Your instructions: How many lines of these entries hold the string "MutexGuard"? Answer with the number alone.

(Records from a collection)
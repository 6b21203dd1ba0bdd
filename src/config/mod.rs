//! Environment-driven configuration
//!
//! All settings come from the process environment (optionally seeded from a
//! `.env` file during bootstrap). Every variable has a default, so a bare
//! `geolookup` invocation works against `data/GeoLite2-City.mmdb`.

use std::env;

use crate::errors::{GeoLookupError, Result};

pub const DEFAULT_DB_PATH: &str = "data/GeoLite2-City.mmdb";
pub const DEFAULT_LISTEN_HOST: &str = "0.0.0.0";
pub const DEFAULT_LISTEN_PORT: u16 = 8080;

/// 配置结构体
#[derive(Clone, Debug)]
pub struct Config {
    /// Path to the GeoLite2 City database opened at startup
    pub db_path: String,
    /// Bind address
    pub listen_host: String,
    /// Bind port
    pub listen_port: u16,
}

impl Config {
    /// Load configuration from the environment.
    ///
    /// Fails only when a variable is present but unusable (e.g. a
    /// non-numeric `LISTEN_PORT`); absence always falls back to defaults.
    pub fn from_env() -> Result<Self> {
        let db_path = env::var("GEOIP_DB_PATH").unwrap_or_else(|_| DEFAULT_DB_PATH.to_string());
        let listen_host =
            env::var("LISTEN_HOST").unwrap_or_else(|_| DEFAULT_LISTEN_HOST.to_string());
        let listen_port = match env::var("LISTEN_PORT") {
            Ok(raw) => raw.parse::<u16>().map_err(|e| {
                GeoLookupError::config(format!("invalid LISTEN_PORT {raw:?}: {e}"))
            })?,
            Err(_) => DEFAULT_LISTEN_PORT,
        };

        Ok(Config {
            db_path,
            listen_host,
            listen_port,
        })
    }

    /// `host:port` string for the listening socket
    pub fn bind_address(&self) -> String {
        format!("{}:{}", self.listen_host, self.listen_port)
    }
}
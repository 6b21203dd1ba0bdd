//! 通用工具模块

pub mod ip;

pub use ip::{extract_client_ip, real_ip_from_headers};
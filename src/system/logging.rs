//! Logging system initialization
//!
//! Sets up the tracing subscriber for the whole process. Output goes to
//! stdout through a non-blocking writer; the filter comes from `RUST_LOG`
//! and defaults to `info`.

use tracing_subscriber::EnvFilter;

/// Initialize the logging system.
///
/// Call exactly once, before anything that can fail wants to log.
///
/// # Returns
/// * `WorkerGuard` - Must be kept alive for the duration of the program
///   to ensure non-blocking log writes are flushed
pub fn init_logging() -> tracing_appender::non_blocking::WorkerGuard {
    let (writer, guard) = tracing_appender::non_blocking(std::io::stdout());

    let filter =
        EnvFilter::try_from_default_env().unwrap_or_else(|_| EnvFilter::new("info"));

    tracing_subscriber::fmt()
        .with_writer(writer)
        .with_env_filter(filter)
        .with_level(true)
        .with_ansi(true)
        .init();

    guard
}
//! IP 地址处理工具
//!
//! 提供统一的客户端 IP 提取功能。服务假设自己部署在可信反向代理之后：
//! `X-Real-IP` 头一旦存在且非空即被采信，否则回退到连接层对端地址。

use actix_web::HttpRequest;
use actix_web::http::header::HeaderMap;

/// 可信代理写入的客户端真实 IP 头
pub const REAL_IP_HEADER: &str = "x-real-ip";

/// 从请求头提取 `X-Real-IP`（存在且非空时）
pub fn real_ip_from_headers(headers: &HeaderMap) -> Option<String> {
    headers
        .get(REAL_IP_HEADER)
        .and_then(|h| h.to_str().ok())
        .filter(|s| !s.is_empty())
        .map(String::from)
}

/// 提取请求的主体 IP 地址
///
/// 结果是未经校验的透传字符串，畸形值到数据库查询阶段才会被拦截。
/// 没有对端地址可用时（理论上仅测试环境）返回空字符串。
pub fn extract_client_ip(req: &HttpRequest) -> String {
    if let Some(ip) = real_ip_from_headers(req.headers()) {
        return ip;
    }

    req.connection_info()
        .peer_addr()
        .unwrap_or_default()
        .to_string()
}

#[cfg(test)]
mod tests {
    use super::*;
    use actix_web::test::TestRequest;

    #[test]
    fn test_real_ip_header_wins() {
        let req = TestRequest::default()
            .insert_header(("X-Real-IP", "203.0.113.7"))
            .peer_addr("198.51.100.3:443".parse().unwrap())
            .to_http_request();

        assert_eq!(extract_client_ip(&req), "203.0.113.7");
    }

    #[test]
    fn test_falls_back_to_peer_addr() {
        let req = TestRequest::default()
            .peer_addr("198.51.100.3:443".parse().unwrap())
            .to_http_request();

        assert_eq!(extract_client_ip(&req), "198.51.100.3");
    }

    #[test]
    fn test_empty_header_is_ignored() {
        let req = TestRequest::default()
            .insert_header(("X-Real-IP", ""))
            .peer_addr("198.51.100.3:443".parse().unwrap())
            .to_http_request();

        assert_eq!(extract_client_ip(&req), "198.51.100.3");
    }

    #[test]
    fn test_header_value_is_passed_through_unvalidated() {
        let req = TestRequest::default()
            .insert_header(("X-Real-IP", "definitely-not-an-ip"))
            .to_http_request();

        assert_eq!(extract_client_ip(&req), "definitely-not-an-ip");
    }

    #[test]
    fn test_no_header_no_peer_yields_empty() {
        let req = TestRequest::default().to_http_request();

        assert_eq!(extract_client_ip(&req), "");
    }
}
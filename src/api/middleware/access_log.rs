//! Access log middleware
//!
//! Emits one tracing line per completed request: peer, method, path,
//! status, duration. Functionally inert; lookups behave identically with
//! the middleware removed.

use actix_service::{Service, Transform};
use actix_web::{
    Error,
    dev::{ServiceRequest, ServiceResponse},
};
use futures_util::future::{LocalBoxFuture, Ready, ready};
use std::rc::Rc;
use std::time::Instant;
use tracing::info;

/// Access log middleware factory
#[derive(Clone, Default)]
pub struct AccessLog;

impl<S, B> Transform<S, ServiceRequest> for AccessLog
where
    S: Service<ServiceRequest, Response = ServiceResponse<B>, Error = Error> + 'static,
    B: 'static,
{
    type Response = ServiceResponse<B>;
    type Error = Error;
    type InitError = ();
    type Transform = AccessLogService<S>;
    type Future = Ready<Result<Self::Transform, Self::InitError>>;

    fn new_transform(&self, service: S) -> Self::Future {
        ready(Ok(AccessLogService {
            service: Rc::new(service),
        }))
    }
}

pub struct AccessLogService<S> {
    service: Rc<S>,
}

impl<S, B> Service<ServiceRequest> for AccessLogService<S>
where
    S: Service<ServiceRequest, Response = ServiceResponse<B>, Error = Error> + 'static,
    B: 'static,
{
    type Response = ServiceResponse<B>;
    type Error = Error;
    type Future = LocalBoxFuture<'static, Result<Self::Response, Self::Error>>;

    fn poll_ready(
        &self,
        ctx: &mut std::task::Context<'_>,
    ) -> std::task::Poll<Result<(), Self::Error>> {
        self.service.poll_ready(ctx)
    }

    fn call(&self, req: ServiceRequest) -> Self::Future {
        let srv = self.service.clone();
        let start = Instant::now();

        let method = req.method().to_string();
        let path = req.path().to_string();
        let peer = req
            .connection_info()
            .peer_addr()
            .unwrap_or("-")
            .to_string();

        Box::pin(async move {
            let result = srv.call(req).await;

            match &result {
                Ok(response) => info!(
                    peer = %peer,
                    method = %method,
                    path = %path,
                    status = response.status().as_u16(),
                    elapsed = ?start.elapsed(),
                    "request completed"
                ),
                Err(err) => info!(
                    peer = %peer,
                    method = %method,
                    path = %path,
                    error = %err,
                    elapsed = ?start.elapsed(),
                    "request failed"
                ),
            }

            result
        })
    }
}
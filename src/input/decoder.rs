/// FFmpeg 视频流后端 (RTSP / 本地摄像头), 仅CPU软件解码
use crossbeam_channel::{bounded, Receiver, Sender};
use ez_ffmpeg::core::context::null_output::create_null_output;
use ez_ffmpeg::filter::frame_pipeline_builder::FramePipelineBuilder;
use ez_ffmpeg::{AVMediaType, FfmpegContext, Input};
use std::collections::HashMap;
use std::thread::{self, JoinHandle};
use std::time::Duration;

use super::decode_filter::DecodeFilter;
use super::frame::FrameSink;
use super::grabber::{FrameStream, StreamBackend, StreamSource};
use crate::error::{Error, Result};

/// 套接字读超时 (微秒): 卡住的流会让读取线程退出, 而不是一直挂起
const SOCKET_TIMEOUT_US: &str = "5000000";

/// 解码期间检查停止请求的间隔
const STOP_POLL: Duration = Duration::from_millis(20);

const NETWORK_SCHEMES: [&str; 8] = [
    "http://", "https://", "rtmp://", "rtmps://", "tcp://", "udp://", "srt://", "hls+",
];

#[cfg(target_os = "windows")]
const CAMERA_FORMAT: &str = "dshow"; // DirectShow
#[cfg(target_os = "macos")]
const CAMERA_FORMAT: &str = "avfoundation"; // AVFoundation
#[cfg(target_os = "linux")]
const CAMERA_FORMAT: &str = "v4l2"; // Video4Linux2
#[cfg(not(any(target_os = "windows", target_os = "macos", target_os = "linux")))]
const CAMERA_FORMAT: &str = "video4linux2";

/// 基于 ez-ffmpeg 的视频流后端
#[derive(Debug, Default, Clone, Copy)]
pub struct FfmpegBackend;

impl FfmpegBackend {
    fn input(source: &StreamSource) -> Result<Input> {
        match source {
            StreamSource::Url(url) => {
                let opts = url_opts(url);
                let input = Input::new(url.as_str());
                if opts.is_empty() {
                    Ok(input)
                } else {
                    Ok(input.set_input_opts(opts.into_iter().collect::<HashMap<_, _>>()))
                }
            }
            StreamSource::Device(index) => {
                let url = camera_url(*index)?;
                tracing::info!("🔍 摄像头格式: {CAMERA_FORMAT}, 输入: {url}");
                Ok(Input::new(url).set_format(CAMERA_FORMAT))
            }
        }
    }
}

/// 按协议选择输入参数; 所有网络输入都带读超时
fn url_opts(url: &str) -> Vec<(&'static str, &'static str)> {
    let url = url.to_ascii_lowercase();
    if url.starts_with("rtsp://") || url.starts_with("rtsps://") {
        vec![
            ("rtsp_transport", "tcp"),
            ("rtsp_flags", "prefer_tcp"),
            ("timeout", SOCKET_TIMEOUT_US),
        ]
    } else if NETWORK_SCHEMES.iter().any(|s| url.starts_with(s)) {
        vec![("rw_timeout", SOCKET_TIMEOUT_US)]
    } else {
        Vec::new()
    }
}

/// 按平台格式化摄像头地址
fn camera_url(index: usize) -> Result<String> {
    if cfg!(target_os = "windows") {
        // dshow 只认设备名
        let devices = ez_ffmpeg::device::get_input_video_devices()
            .map_err(|e| Error::connection(format!("camera #{index}"), e))?;
        let name = devices.get(index).ok_or_else(|| {
            Error::connection(
                format!("camera #{index}"),
                format!("only {} capture devices found", devices.len()),
            )
        })?;
        Ok(format!("video={name}"))
    } else if cfg!(target_os = "linux") {
        Ok(format!("/dev/video{index}"))
    } else {
        Ok(index.to_string())
    }
}

impl StreamBackend for FfmpegBackend {
    type Stream = FfmpegStream;

    /// 在解码线程上构建 FFmpeg 上下文 (此时已完成 demuxer 打开),
    /// 等它回报打开结果后再返回
    fn open(&self, source: &StreamSource, sink: FrameSink) -> Result<FfmpegStream> {
        let input = Self::input(source)?;
        let name = source.to_string();
        let (ready_tx, ready_rx) = bounded::<std::result::Result<(), String>>(1);
        let (go_tx, go_rx) = bounded::<()>(1);

        let worker_name = name.clone();
        let worker = thread::Builder::new()
            .name("ffmpeg-decode".into())
            .spawn(move || decode(worker_name, input, sink, ready_tx, go_rx))?;

        match ready_rx.recv() {
            Ok(Ok(())) => {
                tracing::info!("✅ 视频流已打开: {name}");
                Ok(FfmpegStream {
                    go: go_tx,
                    worker,
                })
            }
            Ok(Err(reason)) => {
                let _ = worker.join();
                Err(Error::connection(name, reason))
            }
            Err(_) => {
                let _ = worker.join();
                Err(Error::connection(name, "decoder thread exited during open"))
            }
        }
    }
}

/// 已打开的 FFmpeg 流; 丢弃未启动的流会关闭连接
pub struct FfmpegStream {
    go: Sender<()>,
    worker: JoinHandle<Result<()>>,
}

impl FrameStream for FfmpegStream {
    fn pump(self) -> Result<()> {
        // 解码线程若已退出, 发送失败无妨, 结果由 join 给出
        let _ = self.go.send(());
        match self.worker.join() {
            Ok(result) => result,
            Err(_) => Err(Error::connection("ffmpeg", "decoder thread panicked")),
        }
    }
}

fn decode(
    name: String,
    input: Input,
    sink: FrameSink,
    ready: Sender<std::result::Result<(), String>>,
    go: Receiver<()>,
) -> Result<()> {
    let filter = DecodeFilter::new(sink.clone());
    let pipe: FramePipelineBuilder = AVMediaType::AVMEDIA_TYPE_VIDEO.into();
    let pipe = pipe.filter("decode", Box::new(filter));
    let out = create_null_output().add_frame_pipeline(pipe);

    let built = FfmpegContext::builder()
        .input(input)
        .filter_descs(["format=rgb24"].into())
        .output(out)
        .build();
    let ctx = match built {
        Ok(ctx) => ctx,
        Err(e) => {
            let reason = format!("构建失败: {e}");
            let _ = ready.send(Err(reason.clone()));
            return Err(Error::connection(name, reason));
        }
    };
    let _ = ready.send(Ok(()));

    // 等待 start(); 发送端被丢弃说明流在启动前就被关闭
    if go.recv().is_err() || sink.stop_requested() {
        return Ok(());
    }

    let sch = ctx
        .start()
        .map_err(|e| Error::connection(name.as_str(), format!("启动失败: {e}")))?;
    tracing::info!("✅ CPU软件解码启动成功");

    // 设备源或卡住的流可能不再回调过滤器, 这里主动轮询停止请求
    let aborted = supervise(&sink, || sch.is_ended(), || sch.abort());
    match sch.wait() {
        Ok(_) => Ok(()),
        Err(_) if aborted || sink.stop_requested() => Ok(()),
        Err(e) => Err(Error::connection(name, e)),
    }
}

/// 等到调度结束或收到停止请求; 收到停止请求时中止调度并返回 true
fn supervise(sink: &FrameSink, is_ended: impl Fn() -> bool, abort: impl FnOnce()) -> bool {
    loop {
        if is_ended() {
            return false;
        }
        if sink.stop_requested() {
            tracing::debug!("🛑 中止FFmpeg调度");
            abort();
            return true;
        }
        thread::sleep(STOP_POLL);
    }
}
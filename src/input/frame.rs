// Ultralytics 🚀 AGPL-3.0 License - https://ultralytics.com/license

//! 帧数据与"最新帧"单槽交接
//!
//! 读取线程只保留最新一帧 (Arc指针替换), 检测循环随时取走, 永远拿到完整的帧。

use std::sync::atomic::{AtomicBool, Ordering};
use std::sync::{Arc, Mutex, MutexGuard, PoisonError};

use crate::error::{Error, Result};

/// RGB8 帧 (height × width × 3)
#[derive(Clone, PartialEq, Eq)]
pub struct Frame {
    width: u32,
    height: u32,
    data: Vec<u8>,
}

impl std::fmt::Debug for Frame {
    fn fmt(&self, f: &mut std::fmt::Formatter<'_>) -> std::fmt::Result {
        f.debug_struct("Frame")
            .field("width", &self.width)
            .field("height", &self.height)
            .finish()
    }
}

impl Frame {
    pub fn new(width: u32, height: u32, data: Vec<u8>) -> Result<Self> {
        if data.len() != width as usize * height as usize * 3 {
            return Err(Error::InvalidFrame { width, height });
        }
        Ok(Self {
            width,
            height,
            data,
        })
    }

    /// 纯色帧
    pub fn filled(width: u32, height: u32, rgb: [u8; 3]) -> Self {
        let data = rgb
            .iter()
            .copied()
            .cycle()
            .take(width as usize * height as usize * 3)
            .collect();
        Self {
            width,
            height,
            data,
        }
    }

    pub fn width(&self) -> u32 {
        self.width
    }

    pub fn height(&self) -> u32 {
        self.height
    }

    pub fn data(&self) -> &[u8] {
        &self.data
    }

    pub fn is_empty(&self) -> bool {
        self.width == 0 || self.height == 0
    }
}

/// 最新帧快照: 帧 + 发布序号
#[derive(Debug, Clone)]
pub struct Snapshot {
    pub seq: u64,
    pub frame: Arc<Frame>,
}

#[derive(Default)]
struct Latest {
    frame: Option<Arc<Frame>>,
    seq: u64,
}

/// 读取线程与检测循环之间唯一的共享状态
#[derive(Default)]
pub struct FrameSlot {
    latest: Mutex<Latest>,
    stop_requested: AtomicBool,
    stopped: AtomicBool,
}

impl FrameSlot {
    fn lock(&self) -> MutexGuard<'_, Latest> {
        self.latest.lock().unwrap_or_else(PoisonError::into_inner)
    }

    pub fn read(&self) -> Option<Snapshot> {
        let latest = self.lock();
        latest.frame.as_ref().map(|frame| Snapshot {
            seq: latest.seq,
            frame: Arc::clone(frame),
        })
    }

    pub fn request_stop(&self) {
        self.stop_requested.store(true, Ordering::SeqCst);
    }

    pub fn stop_requested(&self) -> bool {
        self.stop_requested.load(Ordering::SeqCst)
    }

    pub fn mark_stopped(&self) {
        self.stopped.store(true, Ordering::SeqCst);
    }

    pub fn is_stopped(&self) -> bool {
        self.stopped.load(Ordering::SeqCst)
    }
}

/// 读取端句柄: 视频流后端通过它发布帧
#[derive(Clone)]
pub struct FrameSink {
    slot: Arc<FrameSlot>,
}

impl FrameSink {
    pub(crate) fn new(slot: Arc<FrameSlot>) -> Self {
        Self { slot }
    }

    /// 发布新帧; 返回 false 表示已请求停止, 读取方应尽快退出
    pub fn publish(&self, frame: Frame) -> bool {
        if self.slot.stop_requested() {
            return false;
        }
        let frame = Arc::new(frame);
        let mut latest = self.slot.lock();
        latest.frame = Some(frame);
        latest.seq += 1;
        true
    }

    pub fn stop_requested(&self) -> bool {
        self.slot.stop_requested()
    }
}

Reply: 2